impl OrderGenerator {
    /// Generator with default bounds: 50 orders per region over the last
    /// 30 days, amounts between 10 and 5000
    pub fn new() -> Self {
        Self::default()
    }

    pub fn with_distribution(mut self, distribution: RegionDistribution) -> Self {
        self.distribution = distribution;
        self
    }

    pub fn with_status_policy(mut self, policy: StatusPolicy) -> Self {
        self.status_policy = policy;
        self
    }

    /// Timestamps fall within `window` before the generation instant
    ///
    /// Negative windows are treated as empty; windows longer than
    /// [`MAX_WINDOW_DAYS`] are clamped.
    pub fn with_window(mut self, window: Duration) -> Self {
        let max = Duration::days(i64::from(MAX_WINDOW_DAYS));
        self.window = window.clamp(Duration::zero(), max);
        self
    }

    /// Amount bounds; swapped if reversed and floored at zero
    pub fn with_amount_range(mut self, min: f64, max: f64) -> Self {
        let min = if min.is_finite() { min.max(0.0) } else { 0.0 };
        let max = if max.is_finite() { max.max(0.0) } else { min };
        (self.amount_min, self.amount_max) = if min <= max { (min, max) } else { (max, min) };
        self
    }

    /// Decimal places kept on amounts, at most [`MAX_DECIMALS`]
    pub fn with_decimals(mut self, decimals: u32) -> Self {
        self.decimals = decimals.min(MAX_DECIMALS);
        self
    }

    pub fn with_ordering(mut self, ordering: BatchOrdering) -> Self {
        self.ordering = ordering;
        self
    }

    pub fn distribution(&self) -> &RegionDistribution {
        &self.distribution
    }

    /// Generate a new batch
    ///
    /// `now` is the upper bound of the timestamp window.
    pub fn generate<R: Rng + ?Sized>(&self, rng: &mut R, now: DateTime<Utc>) -> Vec<Order> {
        let sampler = self.status_policy.sampler();
        let regions = self.distribution.plan(rng);

        let mut orders: Vec<Order> = regions
            .into_iter()
            .map(|region| self.generate_one(rng, &sampler, region, now))
            .collect();

        match self.ordering {
            BatchOrdering::NewestFirst => orders.sort_by(|a, b| b.created_at.cmp(&a.created_at)),
            BatchOrdering::Shuffled => orders.shuffle(rng),
            BatchOrdering::AsGenerated => {}
        }

        tracing::debug!(count = orders.len(), "Generated order batch");

        orders
    }

    fn generate_one<R: Rng + ?Sized>(
        &self,
        rng: &mut R,
        sampler: &StatusSampler,
        region: Region,
        now: DateTime<Utc>,
    ) -> Order {
        let mut id_bytes = [0u8; 16];
        rng.fill(&mut id_bytes);
        let id = uuid::Builder::from_random_bytes(id_bytes).into_uuid();

        Order {
            id: id.to_string(),
            region,
            customer: random_customer(rng),
            order_number: random_order_number(rng),
            created_at: self.random_timestamp(rng, now),
            amount: self.random_amount(rng),
            status: sampler.sample(rng),
        }
    }

    fn random_timestamp<R: Rng + ?Sized>(&self, rng: &mut R, now: DateTime<Utc>) -> DateTime<Utc> {
        let window_ms = self.window.num_milliseconds();
        if window_ms <= 0 {
            return now;
        }
        let offset = Duration::milliseconds(rng.gen_range(0..=window_ms));
        now.checked_sub_signed(offset).unwrap_or(now)
    }

    fn random_amount<R: Rng + ?Sized>(&self, rng: &mut R) -> f64 {
        let raw = if self.amount_min < self.amount_max {
            rng.gen_range(self.amount_min..=self.amount_max)
        } else {
            self.amount_min
        };
        round_to(raw, self.decimals).clamp(self.amount_min.max(0.0), self.amount_max.max(0.0))
    }
}

fn random_customer<R: Rng + ?Sized>(rng: &mut R) -> String {
    let first = FIRST_NAMES[rng.gen_range(0..FIRST_NAMES.len())];
    let last = LAST_NAMES[rng.gen_range(0..LAST_NAMES.len())];
    format!("{} {}", first, last)
}

fn random_order_number<R: Rng + ?Sized>(rng: &mut R) -> String {
    let code: String = (0..ORDER_NUMBER_LEN)
        .map(|_| ORDER_NUMBER_ALPHABET[rng.gen_range(0..ORDER_NUMBER_ALPHABET.len())] as char)
        .collect();
    format!("#{}", code)
}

============================================================

Word for word, restate the data above from its first line down to and including the line with "the timestamp window.".

* [SOLUTION TO THIS EXERCISE]:
impl OrderGenerator {
    /// Generator with default bounds: 50 orders per region over the last
    /// 30 days, amounts between 10 and 5000
    pub fn new() -> Self {
        Self::default()
    }

    pub fn with_distribution(mut self, distribution: RegionDistribution) -> Self {
        self.distribution = distribution;
        self
    }

    pub fn with_status_policy(mut self, policy: StatusPolicy) -> Self {
        self.status_policy = policy;
        self
    }

    /// Timestamps fall within `window` before the generation instant
    ///
    /// Negative windows are treated as empty; windows longer than
    /// [`MAX_WINDOW_DAYS`] are clamped.
    pub fn with_window(mut self, window: Duration) -> Self {
        let max = Duration::days(i64::from(MAX_WINDOW_DAYS));
        self.window = window.clamp(Duration::zero(), max);
        self
    }

    /// Amount bounds; swapped if reversed and floored at zero
    pub fn with_amount_range(mut self, min: f64, max: f64) -> Self {
        let min = if min.is_finite() { min.max(0.0) } else { 0.0 };
        let max = if max.is_finite() { max.max(0.0) } else { min };
        (self.amount_min, self.amount_max) = if min <= max { (min, max) } else { (max, min) };
        self
    }

    /// Decimal places kept on amounts, at most [`MAX_DECIMALS`]
    pub fn with_decimals(mut self, decimals: u32) -> Self {
        self.decimals = decimals.min(MAX_DECIMALS);
        self
    }

    pub fn with_ordering(mut self, ordering: BatchOrdering) -> Self {
        self.ordering = ordering;
        self
    }

    pub fn distribution(&self) -> &RegionDistribution {
        &self.distribution
    }

    /// Generate a new batch
    ///
    /// `now` is the upper bound of the timestamp window.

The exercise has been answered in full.